Sensitive to the possibility of wide-ranging liability claims, Union Carbide concentrated more on its defense than in doing the right thing. As Ward Moorehouse points out, "Had they been genuinely forthcoming and made truly disinterested offers of help on a scale appropriate to the magnitude of the disaster, they would almost certainly have been confronted with suits by shareholders seeking to hold the management accountable for mishandling company funds." It is said that Union Carbide's Chairman of the Board initially reacted to the news about Bhopal in a very human way, deeply upset at this wrong committed against so many people. However, within a week's time, and probably lots of legal advice about the company's financial liability, his attitude changed, focusing instead on efforts to limit compensation to the people killed and injured (including liquidating assets and paying shareholders to reduce the potential payout to victims.) In turn, the business community focused on him and how the national and international system of law would respond. Described as "the first major test of a U.S. corporation's liability for an industrial accident in a third-world country," the settlement dropped from the $3 billion sought by the Indian government to the $470 million finally agreed to by Union Carbide (after five years of no payment to victims while spending $50 million fighting the claim). Criticism of this settlement has, among other things, emphasized faulty methodology and assumptions about the number and extent of people injured. The average compensation settlement of $300 has barely met victims' basic medical costs, with no provision for development of other livelihoods or care for families.

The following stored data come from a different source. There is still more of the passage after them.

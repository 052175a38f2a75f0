use base64::{engine::general_purpose::STANDARD, Engine as _};
use log::debug;
use std::path::Path;

use crate::AdvisorError;

/// MIME type assumed when none can be inferred
pub const DEFAULT_MIME_TYPE: &str = "image/jpeg";

/// Represents where the bytes of an uploaded image come from
#[derive(Debug, Clone)]
pub enum ImageSource {
    /// Image from a file path
    Path(String),
    /// Raw image bytes
    Bytes(Vec<u8>),
    /// A `data:<mime>;base64,<payload>` URL as produced by browser file readers
    DataUrl(String),
}

/// An uploaded image together with its declared MIME type
#[derive(Debug, Clone)]
pub struct RawImage {
    pub source: ImageSource,
    pub mime_type: String,
}

impl RawImage {
    /// Image read from disk, MIME type inferred from the file extension
    pub fn from_path(path: impl Into<String>) -> Self {
        let path = path.into();
        let mime_type = mime_type_for_path(&path).to_string();
        RawImage {
            source: ImageSource::Path(path),
            mime_type,
        }
    }

    pub fn from_bytes(data: Vec<u8>, mime_type: impl Into<String>) -> Self {
        RawImage {
            source: ImageSource::Bytes(data),
            mime_type: mime_type.into(),
        }
    }

    /// Image given as a data URL, MIME type taken from its header
    pub fn from_data_url(url: impl Into<String>) -> Self {
        let url = url.into();
        let mime_type = data_url_mime_type(&url)
            .unwrap_or(DEFAULT_MIME_TYPE)
            .to_string();
        RawImage {
            source: ImageSource::DataUrl(url),
            mime_type,
        }
    }

    /// Override the declared MIME type
    pub fn with_mime_type(mut self, mime_type: impl Into<String>) -> Self {
        self.mime_type = mime_type.into();
        self
    }
}

/// Encode an image as a base64 string without any data-URL prefix
///
/// # Errors
/// Returns `EncodingError` if the file cannot be read or a data URL has no
/// decodable base64 payload
pub async fn encode(image: &RawImage) -> Result<String, AdvisorError> {
    let encoded = match &image.source {
        ImageSource::Path(path) => {
            let data = tokio::fs::read(path)
                .await
                .map_err(|e| AdvisorError::EncodingError(format!("{}: {}", path, e)))?;
            STANDARD.encode(data)
        }
        ImageSource::Bytes(data) => STANDARD.encode(data),
        ImageSource::DataUrl(url) => data_url_payload(url)?,
    };

    debug!(
        "Encoded {} image as {} base64 characters",
        image.mime_type,
        encoded.len()
    );

    Ok(encoded)
}

/// Return the base64 payload of a data URL, with line wrapping removed
fn data_url_payload(url: &str) -> Result<String, AdvisorError> {
    let (_, payload) = url
        .split_once(',')
        .ok_or_else(|| AdvisorError::EncodingError("data URL has no payload".to_string()))?;

    let payload: String = payload
        .chars()
        .filter(|c| !c.is_ascii_whitespace())
        .collect();
    if payload.is_empty() {
        return Err(AdvisorError::EncodingError(
            "data URL payload is empty".to_string(),
        ));
    }

    STANDARD
        .decode(&payload)
        .map_err(|e| AdvisorError::EncodingError(format!("data URL is not base64: {}", e)))?;

    Ok(payload)
}

fn data_url_mime_type(url: &str) -> Option<&str> {
    let header = url.strip_prefix("data:")?.split(',').next()?;
    let mime = header.split(';').next()?.trim();
    (!mime.is_empty()).then_some(mime)
}

fn mime_type_for_path(path: &str) -> &'static str {
    let extension = Path::new(path)
        .extension()
        .and_then(|e| e.to_str())
        .map(|e| e.to_ascii_lowercase());

    match extension.as_deref() {
        Some("png") => "image/png",
        Some("gif") => "image/gif",
        Some("webp") => "image/webp",
        Some("heic") => "image/heic",
        Some("heif") => "image/heif",
        Some("bmp") => "image/bmp",
        _ => DEFAULT_MIME_TYPE,
    }
}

Not only did Union Carbide legally escape the full scope of what would have been fair compensation to the victims, but the company has also successfully resisted extradition efforts by the Indian government, which filed criminal charges of "culpable homicide" against ten senior Carbide officials, including then-president Warren Anderson. Furthermore, the Indian Supreme Court recently reduced these criminal charges to "death by negligence" -- which in this particular case will eventually allow for dismissal (a ruling vigorously protested by various groups, including the Campaign for Justice in Bhopal). In the opinion of many NGOs, the Union Carbide/Bhopal case provides corporations with "real, tangible evidence that they cannot be brought to justice, no matter how great the crimes they commit." Union Carbide thus presents an example of a voluntary code of conduct quite far from Agenda 21's goal of ensuring responsible and ethical management of products and processes from the point of view of health, safety and environmental aspects. Companies which forego or make only minimal voluntary progress towards social responsibility place governments in a difficult position with their citizens. Governments resisting their responsibility to ensure corporate accountability and maintaining legal systems which fail to hold wrongdoers liable for unjust and destructive behavior risk losing legitimacy; when this occurs, civil society will inevitably seek to fill the vacuum. At one end of the spectrum are actions such as the Permanent People's Tribunal (PPT), which in 1996 completed five years of work on the Charter on Industrial Hazards and Human Rights, described as "an attempt to fill gaps in international law by coming up with a series of remedies for such violations" as Union Carbide's debacle in Bhopal (where the Tribunal held four hearings). The PPT, an international public opinion tribunal organized to identify and publicize "the systematic violation of fundamental rights, particularly in those cases where national and international law fail to protect people's rights," represents an orderly, peaceful attempt to address the failure of the legal system to secure justice. At the other end of the spectrum, for those people abandoned and discarded by the justice system, the only responses left besides hopelessness are nonviolent resistance or violent rebellion.